Monthly Archives: February 2010

Who Ever Knew About Gander?

Yesterday, in the middle of the Saturday afternoon Olympic coverage, I happened to catch a piece by Tom Brokaw about a little town in Canada called Gander. I searched for a link of the video and at finding nothing have decided to send a request to NBC to air it again. In the meantime I will try to retell it here, though Tom told it so well; this surely won’t even compare.

Gander, population just under 10,000, is located in the province of Newfoundland and Labrador. The story starts on the morning of September 11, 2001 and continues for the several days that followed, when the town was given a rare task or even test perhaps, at being neighborly. 

Moments after the planes hit the World Trade Center, North American airspace had to be cleared and all transatlantic planes heading westbound to the US had to be redirected to land immediately. 39 of them touched down at Gander Airport unloading 7000 people, who for the next four days were stranded with the clothes on their backs. Heightened security procedures were not allowing anyone to remove luggage from cargo.
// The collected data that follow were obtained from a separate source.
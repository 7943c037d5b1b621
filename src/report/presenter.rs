//! Presenter implementations.
//! The pipeline hands a finished report over; presenters never reach back
//! into the raw records or any ambient render context.

use std::fs::File;
use std::path::PathBuf;

use anyhow::{Context, Result};
use tracing::info;

use crate::charts::ChartRenderer;
use crate::report::DashboardReport;

/// Consumes a computed report and renders it somewhere.
pub trait Presenter {
    fn present(&self, report: &DashboardReport) -> Result<()>;
}

/// Prints the dashboard narrative and tables to stdout and writes the chart
/// images next to it.
pub struct ConsolePresenter {
    charts: ChartRenderer,
}

impl ConsolePresenter {
    pub fn new(chart_dir: impl Into<PathBuf>) -> Self {
        Self {
            charts: ChartRenderer::new(chart_dir),
        }
    }
}

impl Presenter for ConsolePresenter {
    fn present(&self, report: &DashboardReport) -> Result<()> {
        let totals = &report.totals;
        let ind = &report.indicators;

        println!("COVID-19 au Sénégal");
        println!("===================\n");

        println!("En bref");
        println!("  Cas actifs              {}", ind.active_cases);
        println!("  Décès                   {}", totals.deceased);
        println!("  Guérisons               {}", totals.recovered);
        println!("  Total cas               {}", totals.positive);
        println!("  Taux de croissance      {}", percent(ind.growth_rate));
        println!("  Tests négatifs          {}", totals.negative);
        println!("  Total tests             {}", ind.total_tests);
        println!("  Taux de tests positifs  {}", percent(ind.positive_rate));

        println!("\nContamination");
        println!("  Cas importés            {}", ind.factors.imported);
        println!("  Cas contact             {}", ind.factors.contact);
        println!("  Cas communauté          {}", ind.factors.community);
        if !report.origin_counts.is_empty() {
            println!("  Provenance des malades:");
            for (origin, count) in &report.origin_counts {
                println!("    {origin:<20} {count}");
            }
        }

        println!("\nPopulation touchée");
        println!("  Age moyen               {}", years(ind.average_age));
        println!("  Hommes                  {}", ind.sex.male);
        println!("  Femmes                  {}", ind.sex.female);
        println!("  Résidence:");
        for (residency, count) in &ind.residency {
            println!("    {residency:<20} {count}");
        }
        println!(
            "  Hospitalisation moyenne {}",
            days(ind.average_hospitalization_days)
        );

        println!("\nCas positifs par ville");
        for city in &report.cities {
            println!("  {:<22} {}", city.city, city.positive);
        }

        let charts = [
            self.charts.case_evolution(&report.daily)?,
            self.charts.factor_breakdown(&report.factor_series)?,
            self.charts.city_totals(&report.cities)?,
            self.charts.age_histogram(&report.age_histogram)?,
        ];
        println!();
        for chart in &charts {
            println!("Graphique écrit: {}", chart.display());
        }
        info!(charts = charts.len(), "dashboard rendered");
        Ok(())
    }
}

/// Serializes the full report to a JSON file.
pub struct JsonPresenter {
    path: PathBuf,
}

impl JsonPresenter {
    pub fn new(path: impl Into<PathBuf>) -> Self {
        Self { path: path.into() }
    }
}

impl Presenter for JsonPresenter {
    fn present(&self, report: &DashboardReport) -> Result<()> {
        let file = File::create(&self.path)
            .with_context(|| format!("creating {}", self.path.display()))?;
        serde_json::to_writer_pretty(file, report).context("serializing report")?;
        info!(path = %self.path.display(), "report written");
        Ok(())
    }
}

// Undefined metrics render as "n/a", never as zero or infinity.
fn percent(value: Option<f64>) -> String {
    value.map_or_else(|| "n/a".to_string(), |v| format!("{v}%"))
}

fn years(value: Option<f64>) -> String {
    value.map_or_else(|| "n/a".to_string(), |v| format!("{v:.0} ans"))
}

fn days(value: Option<f64>) -> String {
    value.map_or_else(|| "n/a".to_string(), |v| format!("{v:.1} jours"))
}

#[cfg(test)]
mod tests {
    use super::*;
    use crate::data::parse_records;
    use crate::report::build_report;

    fn report() -> DashboardReport {
        let csv = "\
Date;Ville;Positif;Negatif;Décédé;Guéri;Facteur;Source/Voyage;Age;Homme;Femme;Resident Senegal;Temps Hospitalisation (j)
02.03.20;Dakar;1;10;0;0;Importé;France;54;1;0;Oui;8
04.03.20;Touba;2;15;0;1;Contact;;33;0;1;Oui;
";
        build_report(&parse_records(csv.as_bytes()).unwrap()).unwrap()
    }

    #[test]
    fn json_presenter_writes_report() {
        let dir = tempfile::tempdir().unwrap();
        let path = dir.path().join("dashboard.json");
        JsonPresenter::new(&path).present(&report()).unwrap();

        let text = std::fs::read_to_string(&path).unwrap();
        let value: serde_json::Value = serde_json::from_str(&text).unwrap();
        assert_eq!(value["totals"]["positive"], 3);
        assert_eq!(value["indicators"]["active_cases"], 2);
        // Two observations only: the growth rate is undefined, not zero.
        assert!(value["indicators"]["growth_rate"].is_null());
    }

    #[test]
    fn undefined_metrics_render_as_na() {
        assert_eq!(percent(None), "n/a");
        assert_eq!(percent(Some(11.11)), "11.11%");
        assert_eq!(years(Some(33.0)), "33 ans");
        assert_eq!(days(None), "n/a");
    }
}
For the town of Gander, the first issue was to find accommodations for the flood of unexpected guests. With all of the hotels combined, there were still only 500 beds. So, the schools and legion halls opened their doors. Next it was transporting the guests from the airport to the temporary shelters. There was bad news on this front, because the best option—the school buses—were of no help; the drivers happened to be on strike.

That’s when the kindness began. The mayor got on the phone explaining the quandary, and within minutes, the drivers put down their fight, got in their buses and started driving. Next it was food. And then blankets, and toiletries, and clothing and prescriptions. The people of Gander had to pull together. Local television and radio stations announced the need for assistance and soon residents started pouring in with support. Stores opened, letting people come in and take things off of shelves without paying. Pharmacies filled emergency prescriptions free of charge. Strangers offered their homes for stranded guests to take showers. The outpouring of generosity was overwhelming and for the people of Gander, it was seemingly second nature.

While the stranded guests mourned for their country, their Canadian hosts consoled them. One elderly couple worried for days whether their son, a New York City firefighter was alive or not. A Gander woman walked with them to church each day to pray.

When the airports opened up again stranded guests were in tears leaving their hosts-turned-friends. The common reaction was that after such a display of evil, people’s faith in humanity had been restored thanks to the people of Gander. As a token of appreciation for the hospitality they were shown, the stranded guests started a scholarship fund that has since raised nearly $900,000 and had assisted in sending 11 high school graduates to college.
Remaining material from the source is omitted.